#### Given information:
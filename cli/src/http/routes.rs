//! HTTP路由handlers

use axum::{
    extract::{
        rejection::{JsonRejection, QueryRejection},
        Query, State,
    },
    routing::{get, post},
    Json, Router,
};
use c3d_core::api::{import_local_stl, ExecutionOutcome};
use chrono::Local;
use std::path::Path;
use tower_http::services::ServeDir;

use crate::http::{
    models::*,
    state::AppState,
    validation::{validate_file_path, validate_render_request},
};

/// 创建所有路由
pub fn create_router(state: AppState) -> Router {
    let files = ServeDir::new(state.gateway.temp_root());

    let router = Router::new()
        .route("/render", post(render_handler))
        .route("/api/render", post(render_handler))
        .route("/health", get(health_handler))
        .route("/api/health", get(health_handler))
        .route("/api/load-stl", get(load_stl_handler))
        .nest_service("/files", files);

    let router = match state.frontend_dir.as_deref() {
        Some(dir) if dir.is_dir() => router.fallback_service(ServeDir::new(dir)),
        _ => router.fallback(frontend_missing_handler),
    };

    router.with_state(state)
}

/// POST /render - 执行脚本并返回生成的模型文件
async fn render_handler(
    State(state): State<AppState>,
    payload: Result<Json<RenderRequest>, JsonRejection>,
) -> Result<Json<RenderResponse>, HttpServerError> {
    state.record_request("/render");

    let result = render(&state, payload).await;
    if result.is_err() {
        state.record_error();
    }
    result
}

async fn render(
    state: &AppState,
    payload: Result<Json<RenderRequest>, JsonRejection>,
) -> Result<Json<RenderResponse>, HttpServerError> {
    let Json(req) = payload.map_err(|e| HttpServerError::InvalidRequest(e.body_text()))?;
    let req = validate_render_request(req)?;

    match state.gateway.execute(req).await? {
        ExecutionOutcome::Success(result) => Ok(Json(RenderResponse::from(result))),
        other => {
            tracing::info!(outcome = other.kind(), "render request did not produce a model");
            Err(HttpServerError::from_outcome(other).unwrap_or_else(|| {
                HttpServerError::Internal("unexpected execution outcome".to_string())
            }))
        }
    }
}

/// GET /api/load-stl?file_path= - 将本地STL复制到临时目录供前端加载
async fn load_stl_handler(
    State(state): State<AppState>,
    query: Result<Query<LoadStlQuery>, QueryRejection>,
) -> Result<Json<LoadStlResponse>, HttpServerError> {
    state.record_request("/api/load-stl");

    let result = load_stl(&state, query).await;
    if result.is_err() {
        state.record_error();
    }
    result
}

async fn load_stl(
    state: &AppState,
    query: Result<Query<LoadStlQuery>, QueryRejection>,
) -> Result<Json<LoadStlResponse>, HttpServerError> {
    let Query(q) = query.map_err(|e| HttpServerError::InvalidRequest(e.body_text()))?;
    validate_file_path(&q.file_path)?;

    let import =
        import_local_stl(Path::new(q.file_path.trim()), state.gateway.temp_root()).await?;
    Ok(Json(LoadStlResponse::from(import)))
}

/// GET /health - 健康检查
async fn health_handler(State(state): State<AppState>) -> Json<HealthResponse> {
    let frontend_available = state.frontend_available();
    let stats = state.stats.read().unwrap_or_else(|e| e.into_inner());

    Json(HealthResponse {
        status: "healthy".into(),
        frontend_available,
        api_version: API_VERSION.into(),
        uptime_seconds: stats.uptime_seconds(),
        requests_handled: stats.requests_total,
        timestamp: Local::now().to_rfc3339(),
    })
}

async fn frontend_missing_handler() -> HttpServerError {
    HttpServerError::NotFound("Frontend not found".to_string())
}
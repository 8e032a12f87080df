//! HTTP中间件配置

use axum::{
    body::Body,
    http::{header, HeaderValue, Method, Request, Uri},
    middleware::Next,
    response::Response,
};
use std::time::{Duration, Instant};
use tower_http::{cors::CorsLayer, timeout::TimeoutLayer, trace::TraceLayer};
use tracing::{info, warn};

/// 创建中间件栈
///
/// `request_timeout` 应大于脚本的最大执行时间，
/// 以便脚本超时能以 408 JSON 响应返回，而不是被中间件截断。
pub fn create_middleware_stack(
    request_timeout: Duration,
) -> tower::layer::util::Stack<CorsLayer, TimeoutLayer> {
    tower::layer::util::Stack::new(create_cors_layer(), TimeoutLayer::new(request_timeout))
}

/// 仅接受 `http(s)://localhost[:port]` 与 `http(s)://127.0.0.1[:port]`，主机名必须完全匹配
fn is_local_origin(origin: &str) -> bool {
    let Ok(uri) = origin.parse::<Uri>() else {
        return false;
    };
    let scheme_ok = matches!(uri.scheme_str(), Some("http") | Some("https"));
    let plain_authority = uri
        .authority()
        .is_some_and(|a| !a.as_str().contains('@'));
    let no_path = matches!(uri.path(), "" | "/") && uri.query().is_none();

    scheme_ok
        && plain_authority
        && no_path
        && matches!(uri.host(), Some("localhost") | Some("127.0.0.1"))
}

/// 创建CORS中间件 - 仅允许localhost（前端开发服务器）
fn create_cors_layer() -> CorsLayer {
    CorsLayer::new()
        .allow_origin(tower_http::cors::AllowOrigin::predicate(
            |origin: &HeaderValue, _| origin.to_str().map(is_local_origin).unwrap_or(false),
        ))
        .allow_methods([Method::GET, Method::POST, Method::OPTIONS])
        .allow_headers([header::CONTENT_TYPE, header::ACCEPT])
        .max_age(Duration::from_secs(3600))
}

/// 创建请求日志layer（用于HTTP请求追踪）
pub fn create_trace_layer(
) -> TraceLayer<tower_http::classify::SharedClassifier<tower_http::classify::ServerErrorsAsFailures>>
{
    TraceLayer::new_for_http()
}

/// 请求日志中间件
pub async fn request_logger(req: Request<Body>, next: Next) -> Response {
    let method = req.method().clone();
    let uri = req.uri().clone();
    let start = Instant::now();

    let response = next.run(req).await;

    let duration = start.elapsed();
    let status = response.status();

    if status.is_client_error() || status.is_server_error() {
        warn!(
            method = %method,
            uri = %uri,
            status = %status.as_u16(),
            duration_ms = %duration.as_millis(),
            "Request failed"
        );
    } else {
        info!(
            method = %method,
            uri = %uri,
            status = %status.as_u16(),
            duration_ms = %duration.as_millis(),
            "Request completed"
        );
    }

    response
}

#[cfg(test)]
mod tests {
    use super::*;

    #[test]
    fn test_local_origins() {
        assert!(is_local_origin("http://localhost:5173"));
        assert!(is_local_origin("http://127.0.0.1:8765"));
        assert!(!is_local_origin("http://example.com"));
        assert!(!is_local_origin("null"));
    }

    #[test]
    fn test_lookalike_origins_rejected() {
        assert!(is_local_origin("https://localhost"));
        assert!(!is_local_origin("http://localhost.evil.example"));
        assert!(!is_local_origin("http://127.0.0.1.evil.com:8080"));
        assert!(!is_local_origin("http://localhost@evil.com"));
        assert!(!is_local_origin("http://localhostx:5173"));
        assert!(!is_local_origin("ftp://localhost"));
        assert!(!is_local_origin("http://localhost/app"));
    }
}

#### What needs to be done:
Go through the data above and copy each line that holds the word "gateway".

#### Solved problem:
    let files = ServeDir::new(state.gateway.temp_root());
    match state.gateway.execute(req).await? {
        import_local_stl(Path::new(q.file_path.trim()), state.gateway.temp_root()).await?;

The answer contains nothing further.